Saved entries
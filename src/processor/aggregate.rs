use std::borrow::Cow;
use std::collections::HashMap;
use std::sync::Mutex;

use crate::processor::parser::tenths_to_f64;

/// Running `{min, max, sum, count}` for one key.
///
/// Values are held as integer tenths so sums are exact and merging is
/// associative and commutative; the accessors convert back to `f64`.
#[derive(Debug, Clone, Copy, PartialEq, Eq, Hash)]
pub struct Aggregate {
    min: i64,
    max: i64,
    sum: i64,
    count: u64,
}

impl Aggregate {
    /// Aggregate of a single observation
    pub fn new(tenths: i64) -> Self {
        Aggregate {
            min: tenths,
            max: tenths,
            sum: tenths,
            count: 1,
        }
    }

    #[inline]
    pub fn observe(&mut self, tenths: i64) {
        self.min = self.min.min(tenths);
        self.max = self.max.max(tenths);
        self.sum += tenths;
        self.count += 1;
    }

    /// Folds `other` into `self`.
    pub fn merge(&mut self, other: &Aggregate) {
        self.min = self.min.min(other.min);
        self.max = self.max.max(other.max);
        self.sum += other.sum;
        self.count += other.count;
    }

    pub fn min(&self) -> f64 {
        tenths_to_f64(self.min)
    }

    pub fn max(&self) -> f64 {
        tenths_to_f64(self.max)
    }

    pub fn sum(&self) -> f64 {
        tenths_to_f64(self.sum)
    }

    pub fn count(&self) -> u64 {
        self.count
    }

    pub fn mean(&self) -> f64 {
        self.sum as f64 / (self.count as f64 * 10.0)
    }

    pub fn min_tenths(&self) -> i64 {
        self.min
    }

    pub fn max_tenths(&self) -> i64 {
        self.max
    }

    pub fn sum_tenths(&self) -> i64 {
        self.sum
    }

    pub fn summary(&self) -> StationSummary {
        StationSummary {
            min: self.min(),
            mean: self.mean(),
            max: self.max(),
            count: self.count,
        }
    }
}

/// Full-precision statistics handed to output code
#[derive(Debug, Clone, Copy, PartialEq)]
pub struct StationSummary {
    pub min: f64,
    pub mean: f64,
    pub max: f64,
    pub count: u64,
}

/// Run-wide aggregates by key.
///
/// Keys that are not valid UTF-8 keep every invalid byte as a `\xNN` escape
/// (see [`key_to_string`]), so distinct byte keys stay distinct.
pub type AggregateMap = HashMap<String, Aggregate>;

/// Borrows `key` when it is UTF-8, otherwise escapes each invalid byte as `\xNN`.
pub fn key_to_string(key: &[u8]) -> Cow<'_, str> {
    if let Ok(key) = std::str::from_utf8(key) {
        return Cow::Borrowed(key);
    }
    let mut out = String::with_capacity(key.len() * 2);
    for chunk in key.utf8_chunks() {
        out.push_str(chunk.valid());
        for byte in chunk.invalid() {
            out.push_str(&format!("\\x{byte:02X}"));
        }
    }
    Cow::Owned(out)
}

/// Merges one local aggregate into `target` under `key`.
pub fn merge_entry(target: &mut AggregateMap, key: &[u8], local: &Aggregate) {
    let key = key_to_string(key);
    match target.get_mut(key.as_ref()) {
        Some(existing) => existing.merge(local),
        None => {
            target.insert(Cow::into_owned(key), *local);
        }
    }
}

/// The run-wide aggregate map, shared by every chunk task.
///
/// The lock is taken once per [`SharedAggregates::merge`] call and never
/// while a chunk is being parsed.
#[derive(Debug, Default)]
pub struct SharedAggregates {
    inner: Mutex<AggregateMap>,
}

impl SharedAggregates {
    pub fn new() -> Self {
        Self::default()
    }

    /// Folds a chunk-local map into the shared one.
    pub fn merge<'a, I>(&self, local: I)
    where
        I: IntoIterator<Item = (&'a [u8], Aggregate)>,
    {
        let mut global = self
            .inner
            .lock()
            .unwrap_or_else(|poisoned| poisoned.into_inner());
        for (key, aggregate) in local {
            merge_entry(&mut global, key, &aggregate);
        }
    }

    pub fn len(&self) -> usize {
        self.inner
            .lock()
            .unwrap_or_else(|poisoned| poisoned.into_inner())
            .len()
    }

    pub fn is_empty(&self) -> bool {
        self.len() == 0
    }

    /// Consumes the shared map once every task is done with it.
    pub fn into_inner(self) -> AggregateMap {
        self.inner
            .into_inner()
            .unwrap_or_else(|poisoned| poisoned.into_inner())
    }
}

Your goal
Would you copy out each line of the records above where the word "wide" occurs?

Answer area
/// Run-wide aggregates by key.
/// The run-wide aggregate map, shared by every chunk task.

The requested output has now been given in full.